Belas impertinentes
Retrato de uma Rapariga em Chamas enverga a sua singularidade e a sua inteligência com uma verve, liberta e libertadora, que não são comuns. Como não é comum a entrega à emoção e às formas que melhor a transmitem.
Retrato de uma Rapariga em Chamas traz uma novidade ao cinema de Céline Sciamma: a releitura dos códigos do filme de época (tudo se passa no final do século XVIII, em França, uns poucos anos antes da revolução), e com ela a possibilidade de um enlevo romanesco, ou mesmo romântico, visto que o filme está cheio de signos desse calibre.
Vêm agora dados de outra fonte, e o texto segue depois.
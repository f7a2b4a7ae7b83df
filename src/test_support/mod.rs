//! Test utilities for Deppy unit tests.
//!
//! Provides fixture trees, git repositories built with `git2`, and a
//! [`StaticLoader`] that answers package queries from a fixture GOPATH
//! without a Go toolchain.
//!
//! # Example
//!
//! ```rust,ignore
//! use deppy::test_support::{file, git, make_tree, pkg, StaticLoader};
//!
//! let src = gopath.join("src");
//! make_tree(&src, &[file("C/main.go", pkg("main", &["D"])), git("C", None)]);
//! let loader = StaticLoader::new(vec![gopath], src.join("C"));
//! ```

pub mod fixtures;

use std::collections::BTreeSet;
use std::path::{Path, PathBuf};

use anyhow::Result;
use git2::{IndexAddOption, ObjectType, Repository, Signature};
use walkdir::WalkDir;

use crate::core::package::PackageError;
use crate::core::Package;
use crate::rewrite::scan_imports;
use crate::sources::PackageLoader;
use crate::vcs::to_slash;

// Re-export fixtures for convenience
pub use fixtures::*;

/// Open the repository at `path`, initializing it if there is none.
pub fn git_init(path: &Path) -> Repository {
    std::fs::create_dir_all(path).unwrap();
    Repository::open(path).unwrap_or_else(|_| Repository::init(path).unwrap())
}

/// Stage every file in the working tree and commit, returning the commit id.
pub fn git_commit_all(repo: &Repository, message: &str) -> String {
    let mut index = repo.index().unwrap();
    index
        .add_all(["*"].iter(), IndexAddOption::DEFAULT, None)
        .unwrap();
    index.write().unwrap();

    let tree = repo.find_tree(index.write_tree().unwrap()).unwrap();
    let sig = Signature::now("Deppy Test", "test@example.com").unwrap();
    let parent = repo.head().ok().and_then(|h| h.peel_to_commit().ok());
    let parents: Vec<_> = parent.iter().collect();

    repo.commit(Some("HEAD"), &sig, &sig, message, &tree, &parents)
        .unwrap()
        .to_string()
}

/// Put a lightweight tag on HEAD.
pub fn git_tag(repo: &Repository, name: &str) {
    let head = repo.head().unwrap().peel(ObjectType::Commit).unwrap();
    repo.tag_lightweight(name, &head, false).unwrap();
}

/// Current HEAD commit id of the repository at `path`.
pub fn git_head(path: &Path) -> String {
    let repo = Repository::open(path).unwrap();
    let id = repo.head().unwrap().peel_to_commit().unwrap().id();
    id.to_string()
}

/// A package loader over a fixture GOPATH.
///
/// Mirrors what `go list -e -json` reports for GOPATH workspaces: a package
/// is a directory below `<root>/src` holding `.go` files, and `Deps` is the
/// transitive closure of its imports. Paths that are not found are treated
/// as standard library packages when their first element has no dot, and
/// reported as load errors otherwise. Files constrained by
/// `//go:build ignore` are listed as ignored and not scanned.
pub struct StaticLoader {
    gopath: Vec<PathBuf>,
    cwd: PathBuf,
    version: String,
}

struct ScannedDir {
    go_files: Vec<String>,
    ignored_go_files: Vec<String>,
    test_go_files: Vec<String>,
    imports: Vec<String>,
    test_imports: Vec<String>,
}

impl StaticLoader {
    pub fn new(gopath: Vec<PathBuf>, cwd: impl Into<PathBuf>) -> Self {
        StaticLoader {
            gopath,
            cwd: cwd.into(),
            version: "go1.21.0".to_string(),
        }
    }

    pub fn with_version(mut self, version: &str) -> Self {
        self.version = version.to_string();
        self
    }

    fn locate(&self, import_path: &str) -> Option<(PathBuf, PathBuf)> {
        self.gopath.iter().find_map(|root| {
            let dir = root.join("src").join(import_path);
            has_go_files(&dir).then(|| (root.clone(), dir))
        })
    }

    fn import_path_of(&self, dir: &Path) -> Option<String> {
        self.gopath.iter().find_map(|root| {
            dir.strip_prefix(root.join("src"))
                .ok()
                .map(to_slash)
        })
    }

    fn package(&self, import_path: &str) -> Result<Package> {
        let Some((root, dir)) = self.locate(import_path) else {
            let first = import_path.split('/').next().unwrap_or_default();
            if first.contains('.') {
                let mut pkg = Package::new(import_path, "");
                pkg.error = Some(PackageError {
                    err: format!("cannot find package \"{import_path}\""),
                });
                return Ok(pkg);
            }
            let mut pkg = Package::new(import_path, Path::new("/goroot/src").join(import_path));
            pkg.standard = true;
            return Ok(pkg);
        };

        let scanned = scan_dir(&dir)?;
        let mut pkg = Package::new(import_path, dir);
        pkg.root = root;
        pkg.deps = self.closure(&scanned.imports)?;
        pkg.go_files = scanned.go_files;
        pkg.ignored_go_files = scanned.ignored_go_files;
        pkg.test_go_files = scanned.test_go_files;
        pkg.test_imports = scanned.test_imports;
        Ok(pkg)
    }

    fn closure(&self, imports: &[String]) -> Result<Vec<String>> {
        let mut seen = BTreeSet::new();
        let mut stack = imports.to_vec();

        while let Some(path) = stack.pop() {
            if !seen.insert(path.clone()) {
                continue;
            }
            if let Some((_, dir)) = self.locate(&path) {
                stack.extend(scan_dir(&dir)?.imports);
            }
        }

        Ok(seen.into_iter().collect())
    }

    fn expand(&self, pattern: &str) -> Result<Vec<Package>> {
        if pattern != "." && !pattern.starts_with("./") {
            return Ok(vec![self.package(pattern)?]);
        }

        let rel = pattern.trim_start_matches('.').trim_start_matches('/');
        if let Some(base) = rel.strip_suffix("...") {
            let base = self.cwd.join(base.trim_end_matches('/'));
            return self.walk(&base).iter().map(|p| self.package(p)).collect();
        }

        let dir = self.cwd.join(rel);
        match self.import_path_of(&dir) {
            Some(path) if has_go_files(&dir) => Ok(vec![self.package(&path)?]),
            _ => {
                let mut pkg = Package::new(pattern, dir.clone());
                pkg.error = Some(PackageError {
                    err: format!("no Go files in {}", dir.display()),
                });
                Ok(vec![pkg])
            }
        }
    }

    fn walk(&self, base: &Path) -> Vec<String> {
        WalkDir::new(base)
            .sort_by_file_name()
            .into_iter()
            .filter_entry(|e| {
                let name = e.file_name().to_string_lossy();
                e.depth() == 0
                    || !(name.starts_with('.') || name.starts_with('_') || name == "testdata")
            })
            .filter_map(|e| e.ok())
            .filter(|e| e.file_type().is_dir() && has_go_files(e.path()))
            .filter_map(|e| self.import_path_of(e.path()))
            .collect()
    }
}

impl PackageLoader for StaticLoader {
    fn load(&self, patterns: &[String]) -> Result<Vec<Package>> {
        let mut pkgs: Vec<Package> = Vec::new();
        for pattern in patterns {
            for pkg in self.expand(pattern)? {
                if !pkgs.iter().any(|p| p.import_path == pkg.import_path) {
                    pkgs.push(pkg);
                }
            }
        }
        Ok(pkgs)
    }

    fn toolchain_version(&self) -> Result<String> {
        Ok(self.version.clone())
    }
}

fn has_go_files(dir: &Path) -> bool {
    std::fs::read_dir(dir)
        .map(|entries| {
            entries
                .filter_map(|e| e.ok())
                .any(|e| e.path().is_file() && e.file_name().to_string_lossy().ends_with(".go"))
        })
        .unwrap_or(false)
}

fn scan_dir(dir: &Path) -> Result<ScannedDir> {
    let mut names: Vec<String> = std::fs::read_dir(dir)?
        .filter_map(|e| e.ok())
        .filter(|e| e.path().is_file())
        .map(|e| e.file_name().to_string_lossy().into_owned())
        .filter(|name| name.ends_with(".go"))
        .collect();
    names.sort();

    let mut scanned = ScannedDir {
        go_files: Vec::new(),
        ignored_go_files: Vec::new(),
        test_go_files: Vec::new(),
        imports: Vec::new(),
        test_imports: Vec::new(),
    };

    for name in names {
        let path = dir.join(&name);
        let src = std::fs::read_to_string(&path)?;
        if src.lines().any(|l| l.trim() == "//go:build ignore") {
            scanned.ignored_go_files.push(name);
            continue;
        }
        let imports = scan_imports(&path.display().to_string(), &src)?
            .into_iter()
            .map(|s| s.path);

        if name.ends_with("_test.go") {
            scanned.test_imports.extend(imports);
            scanned.test_go_files.push(name);
        } else {
            scanned.imports.extend(imports);
            scanned.go_files.push(name);
        }
    }

    scanned.imports.sort();
    scanned.imports.dedup();
    scanned.test_imports.sort();
    scanned.test_imports.dedup();
    Ok(scanned)
}

#[cfg(test)]
mod tests {
    use super::*;
    use tempfile::TempDir;

    #[test]
    fn test_static_loader() {
        let tmp = TempDir::new().unwrap();
        let src = tmp.path().join("src");
        make_tree(
            &src,
            &[
                file("C/main.go", pkg("main", &["D", "fmt"])),
                file("C/main_test.go", pkg("main", &["testing", "E"])),
                file("C/sub/sub.go", pkg("sub", &[])),
                file("C/gen.go", "//go:build ignore\n\npackage main\n\nimport \"G\"\n"),
                file("C/Deps/_workspace/src/D/d.go", pkg("D", &[])),
                file("D/d.go", pkg("D", &["T"])),
                file("T/t.go", pkg("T", &[])),
            ],
        );

        let loader = StaticLoader::new(vec![tmp.path().to_path_buf()], src.join("C"));

        let pkgs = loader.load(&[".".to_string()]).unwrap();
        assert_eq!(pkgs.len(), 1);
        assert_eq!(pkgs[0].import_path, "C");
        assert_eq!(pkgs[0].deps, vec!["D", "T", "fmt"]);
        assert_eq!(pkgs[0].test_imports, vec!["E", "testing"]);
        assert_eq!(pkgs[0].ignored_go_files, vec!["gen.go"]);
        assert_eq!(pkgs[0].root, tmp.path());

        let all: Vec<_> = loader
            .load(&["./...".to_string()])
            .unwrap()
            .into_iter()
            .map(|p| p.import_path)
            .collect();
        assert_eq!(all, vec!["C", "C/sub"]);

        let other = loader
            .load(&["fmt".to_string(), "example.com/missing".to_string()])
            .unwrap();
        assert!(other[0].standard);
        assert!(other[1].error_message().is_some());

        let empty = StaticLoader::new(vec![tmp.path().to_path_buf()], src.join("C/Deps"));
        let pkgs = empty.load(&[".".to_string()]).unwrap();
        assert!(pkgs[0].error_message().unwrap().starts_with("no Go files"));
    }

    #[test]
    fn test_git_helpers() {
        let tmp = TempDir::new().unwrap();
        std::fs::write(tmp.path().join("a.txt"), "a").unwrap();

        let repo = git_init(tmp.path());
        let first = git_commit_all(&repo, "first");
        git_tag(&repo, "v1");
        assert_eq!(git_head(tmp.path()), first);

        std::fs::write(tmp.path().join("b.txt"), "b").unwrap();
        let second = git_commit_all(&repo, "second");
        assert_ne!(first, second);
    }
}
É também um filme de pintura, actividade no centro do filme, através da história de uma pintora (Noémie Merlant) contratada por uma aristocrata de província (Valeria Golino) para pintar o retrato da filha (Adèle Haenel), retrato esse que terá a função de a “apresentar” ao prometido futuro marido, um aristocrata italiano. Como a rapariga não quer casar, pelo menos nestas condições que ultrapassam a sua vontade própria, o retrato e a sua necessidade começam por ser uma figura de opressão, o que traz um atrito especial à relação pintora/modelo, e força a primeira a uma pequena encenação: durante algum tempo, é apenas uma “visitante”, que convive com a modelo para lhe estudar os mais ínfimos traços físicos e psicológicos e poder depois compor-lhe o retrato, de cor. Ou par coeur, como dizem os franceses e aqui faz sentido, até porque a paixão e o desejo, num contexto em que são dupla ou triplamente proibidos, fazem a sua aparição, e é sobretudo a partir da sua manifestação que Sciamma conduz o seu filme a lugares bastante surpreendentes.